„Sie begann, zu lieben. Vielleicht nicht unbedingt eine andere Person. Auch nicht sich selbst. Vielleicht zunächst nur diesen stillen verschneiten Hof und das Glück, etwas Gutes zu tun.“ (S. 144)
„Mr. Widows Katzenverleih“ ist der aktuelle Roman der renommierten Autorin Antonia Michaelis, erschienen 2017 im Knaur Verlag. Mit ihren Geschichten schaffte es die Autorin bislang immer, mich in eine Welt von Mystik und Poesie zu entführen, der ich nur entkommen konnte, wenn ich des Rätsels Lösung geknackt hatte. Nicht umsonst nimmt sie immer mehr Platz in meinem Regal ein. Doch ihr neuestes Werk ließ mich etwas ratlos zurück – ratlos, ob hier wirklich meine liebste Autorin am Werk war und ratlos, ob es vielleicht einen Bruch in unserer Beziehung gab.
Aber worum geht es überhaupt?
Nancy flieht vor ihrer Vergangenheit und sieht sich urplötzlich in einem Müllcontainer voller Katzenbabys wieder.
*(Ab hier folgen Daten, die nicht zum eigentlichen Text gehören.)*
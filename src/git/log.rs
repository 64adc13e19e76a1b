use crate::error::{AigError, Result};
use crate::model::{DateWindow, IdentityShape};
use indicatif::{ProgressBar, ProgressStyle};
use std::path::{Path, PathBuf};
use std::process::Command;
use std::time::Duration;
use tracing::{debug, info};

/// What to ask `git log` for.
#[derive(Debug, Clone)]
pub struct LogQuery<'a> {
    pub window: DateWindow,
    pub shape: IdentityShape,
    pub author: Option<&'a str>,
}

impl LogQuery<'_> {
    pub fn args(&self) -> Vec<String> {
        let mut args = vec![
            "log".to_string(),
            "--all".to_string(),
            format!("--since={}", self.window.since_arg()),
            format!("--until={}", self.window.until_arg()),
            format!("--pretty={}", self.shape.pretty_format()),
            "--numstat".to_string(),
            "--date=format:%Y-%m-%d %H:%M:%S".to_string(),
            "--no-merges".to_string(),
        ];
        if let Some(author) = self.author {
            args.push(format!("--author={author}"));
        }
        args
    }
}

/// The repository whose history is read through the `git` executable.
pub struct GitLog {
    path: PathBuf,
}

impl GitLog {
    /// Use the repository at `path`, or the current dir if `None`
    pub fn open<P: AsRef<Path>>(path: Option<P>) -> Result<Self> {
        let path = match path {
            Some(p) => p.as_ref().to_path_buf(),
            None => std::env::current_dir()?,
        };
        Ok(Self { path })
    }

    pub fn path(&self) -> &Path {
        &self.path
    }

    /// Run `git log` once and return its whole stdout.
    pub fn fetch(&self, query: &LogQuery<'_>, progress: bool) -> Result<String> {
        let args = query.args();
        info!(repo = %self.path.display(), ?args, "running git log");

        let pb = if progress {
            let pb = ProgressBar::new_spinner();
            pb.set_style(
                ProgressStyle::default_spinner()
                    .template("{spinner:.green} {msg}")
                    .unwrap_or_else(|_| ProgressStyle::default_spinner()),
            );
            pb.set_message("Reading commit history...");
            pb.enable_steady_tick(Duration::from_millis(100));
            Some(pb)
        } else {
            None
        };

        let output = Command::new("git")
            .args(&args)
            .current_dir(&self.path)
            .output();

        if let Some(pb) = &pb {
            pb.finish_and_clear();
        }

        let output = output?;
        if !output.status.success() {
            return Err(AigError::GitLog {
                status: output.status.to_string(),
                stderr: String::from_utf8_lossy(&output.stderr).trim().to_string(),
            });
        }

        let text = String::from_utf8_lossy(&output.stdout).into_owned();
        debug!(bytes = text.len(), "git log finished");
        Ok(text)
    }
}
//! Per-author contribution statistics from `git log --numstat` output,
//! separating AI-attributed lines (`AIG:` ratio in the commit message)
//! from the rest and counting AI-assisted fix commits.

pub mod aggregate;
pub mod cli;
pub mod error;
pub mod git;
pub mod model;
pub mod parse;
pub mod period;
pub mod report;
pub mod stats;

pub use aggregate::{aggregate, AuthorTotals};
pub use error::{AigError, Result};
pub use parse::{CommitAnalysis, CommitParser, ExtensionFilter};
pub use stats::{analyze_log, Analysis};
Dort findet sie der kauzige alte Mr. Widow, der sowohl für Nancy, als auch für die Katzen, eine Verwendung findet. Er ist der weltweit erste und einzige Leiter eines Katzenverleihs, in dem seine pelzigen Mitarbeiter einsamen Frauen Gesellschaft leisten, als Verkupplungsagenten arbeiten und das Leben der Klienten bereichern. Wichtig ist: Die Katze sucht sich ihren Klienten selbst aus.
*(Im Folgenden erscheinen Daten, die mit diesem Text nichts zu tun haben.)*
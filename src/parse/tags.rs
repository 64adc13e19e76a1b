use crate::error::Result;
use crate::model::IdentityShape;
use regex::Regex;

const AIG_PATTERN: &str = r"AIG:\s*([0-9.]+)";

const TIMESTAMP: &str = r"\d{4}-\d{2}-\d{2} \d{2}:\d{2}:\d{2}";

/// Extracts the `AIG:` ratio from a message and the fix marker from a
/// commit's identity line.
#[derive(Debug, Clone)]
pub struct TagExtractor {
    aig: Regex,
    fix: Regex,
}

impl TagExtractor {
    pub fn new(shape: IdentityShape) -> Result<Self> {
        let identity = match shape {
            IdentityShape::Name => format!(r"^[0-9a-f]{{40}} '[^']+' {TIMESTAMP} "),
            IdentityShape::Email => format!(r"^[0-9a-f]{{40}} '[^']+' \S+ {TIMESTAMP} "),
        };
        Ok(Self {
            aig: Regex::new(AIG_PATTERN)?,
            fix: Regex::new(&format!("{identity}(?i:fix)"))?,
        })
    }

    /// First `AIG:` tag followed by an unsigned number. Missing or
    /// unparsable values give 0; negative tags never match. Values above 1
    /// are kept.
    pub fn ai_ratio(&self, message: &str) -> f64 {
        let Some(caps) = self.aig.captures(message) else {
            return 0.0;
        };
        match caps[1].parse::<f64>() {
            Ok(ratio) if ratio.is_finite() && ratio > 0.0 => ratio,
            _ => 0.0,
        }
    }

    /// True when the message head right after the timestamp starts with `fix`.
    pub fn is_fix(&self, identity_line: &str) -> bool {
        self.fix.is_match(identity_line)
    }
}
use crate::error::{AigError, Result};
use crate::model::DateWindow;
use chrono::{Datelike, Local, NaiveDate};

const DATE_FORMAT: &str = "%Y-%m-%d";

pub fn parse_date(input: &str, label: &str) -> Result<NaiveDate> {
    NaiveDate::parse_from_str(input, DATE_FORMAT).map_err(|_| {
        AigError::InvalidDate(format!(
            "{label} date '{input}' is malformed, expected YYYY-MM-DD"
        ))
    })
}

/// Half-month reporting window relative to `today`.
///
/// In the first half of a month this is the second half of the previous
/// month; otherwise it is the first half of the current month.
pub fn default_window(today: NaiveDate) -> Result<DateWindow> {
    let out_of_range = || AigError::InvalidDate(format!("no reporting window for {today}"));

    if today.day() <= 15 {
        let last_of_previous = today
            .with_day(1)
            .and_then(|first| first.pred_opt())
            .ok_or_else(out_of_range)?;
        let since = last_of_previous.with_day(16).ok_or_else(out_of_range)?;
        Ok(DateWindow {
            since,
            until: last_of_previous,
        })
    } else {
        let since = today.with_day(1).ok_or_else(out_of_range)?;
        let until = today.with_day(15).ok_or_else(out_of_range)?;
        Ok(DateWindow { since, until })
    }
}

/// Validate the positional dates and fill whichever bound is missing from
/// the default window.
pub fn resolve_window(
    since: Option<&str>,
    until: Option<&str>,
    today: NaiveDate,
) -> Result<DateWindow> {
    let since = since.map(|s| parse_date(s, "start")).transpose()?;
    let until = until.map(|u| parse_date(u, "end")).transpose()?;

    let window = match (since, until) {
        (Some(since), Some(until)) => DateWindow { since, until },
        (since, until) => {
            let fallback = default_window(today)?;
            DateWindow {
                since: since.unwrap_or(fallback.since),
                until: until.unwrap_or(fallback.until),
            }
        }
    };

    if window.since > window.until {
        return Err(AigError::InvalidDate(format!(
            "Invalid range: since ({}) is after until ({})",
            window.since, window.until
        )));
    }

    Ok(window)
}

pub fn today() -> NaiveDate {
    Local::now().date_naive()
}
pub mod log;

pub use log::{GitLog, LogQuery};
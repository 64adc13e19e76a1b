use tracing::debug;

/// 40 hex digits, the length of a full SHA-1 object id.
pub fn is_commit_id(token: &str) -> bool {
    token.len() == 40 && token.bytes().all(|b| b.is_ascii_hexdigit())
}

/// A line opens a new commit when its first token looks like a commit id.
///
/// Message lines that begin with such a token are indistinguishable from a
/// header and will start a new chunk.
pub fn is_commit_header(line: &str) -> bool {
    line.split_whitespace().next().is_some_and(is_commit_id)
}

/// Partition raw `git log` output into one newline-joined chunk per commit.
///
/// Blank lines are dropped. Text before the first header belongs to no
/// commit and is discarded, so input without any header yields no chunks.
pub fn split_commits(text: &str) -> Vec<String> {
    let mut chunks = Vec::new();
    let mut current: Option<String> = None;

    for line in text.lines() {
        if line.trim().is_empty() {
            continue;
        }

        if is_commit_header(line) {
            if let Some(chunk) = current.take() {
                chunks.push(chunk);
            }
            current = Some(line.to_string());
            continue;
        }

        match current.as_mut() {
            Some(chunk) => {
                chunk.push('\n');
                chunk.push_str(line);
            }
            None => debug!(line, "ignoring text before first commit header"),
        }
    }

    chunks.extend(current);
    chunks
}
Nancy verliebt sich schnell in ihre neue Assistentinnentätigkeit und ihr neu gefundenes Zuhause. Doch ihre Vergangenheit scheint sie einzuholen, immer wieder taucht eine Frau auf, die Nancy zum Verwechseln ähnlich sieht. Realität oder Einbildung? Diese Frage muss sich unsere Protagonistin stellen und zudem mit Mr. Widow um seine Zukunft bangen…
Zugegeben, ich bin kein Katzenfan. Noch nicht einmal ein Katzenfreund, aber ich war der Meinung (und bin es auch noch!), dass, wenn jemand mir diese Tiere näherbringen kann, dann Frau Michaelis. Und genau so war es. Ihr ist es ganz wunderbar gelungen, das Wesen der Vierbeiner einzufangen und ihnen unterschiedliche Charaktere einzuhauchen. Angefangen bei der Königlichkeit und der Anmut, mit denen sie sich bewegen, bis zu ihrer Starrköpfigkeit, Gleichgültigkeit, Individualität und Überheblichkeit. Aber ebenso die Zuneigung und Freundschaft, die sie bestimmten Lebewesen gegenüber erübrigen. Ja, auch wenn das in der Realität selten so ist, so mochte ich die tierischen Charaktere hier sehr und ich konnte durchaus nachvollziehen, wie sie so viel Verehrung finden können.
Und auch Mr. Widow, der so viel intelligenten Spürsinn und Feingefühl an den Tag legt, ist ein bemerkenswert interessanter und liebevoller Charakter. Und trotzdem wollte der Funke nicht über springen und tatsächlich waren Mr. Widow und seine Mitarbeiter das, was mir am positivsten in Erinnerung blieb. Woran lag das? Die Einleitung in das Buch verlief gewohnt bildhaft, neugierig machend. Aber leider merkte ich schnell, dass sich diese Geschichte von anderen Michaelis’ unterscheiden sollte.
Es gab zwar typische Elemente (Mystik, Realität vs. Fiktion/Halluzinationen), aber alles in allem wirkte es für mich sehr glattgebügelt, entschärft. So als ob die Autorin ein Manuskript eingereicht hätte und der Lektor es mit den Worten zurückgab: „Bitte weniger provokant schreiben, Zielgruppe beachten, Stilmittel xy einfügen, weniger Poesie, mehr Action.“ Genauso fühlte es sich an. Und schmerzlich vermisste ich meine Lieblingsautorin, die mich verzaubert, die aneckt und sich Dinge zu schreiben traut, die man bei Bestsellern sonst selten liest.
Ist es jetzt meine persönliche Weigerung, eine Veränderung zu akzeptieren (typisches Fan-Verhalten), Antonia Michaelis tatsächliche Veränderung oder eine externe Erwartung an sie, die sie erfüllen muss? Das weiß ich leider nicht, ich werde es aber mit Sicherheit im Laufe ihrer weiteren Werke auf die ein oder andere Art erfahren, denn so schnell werde ich sie nicht aufgeben.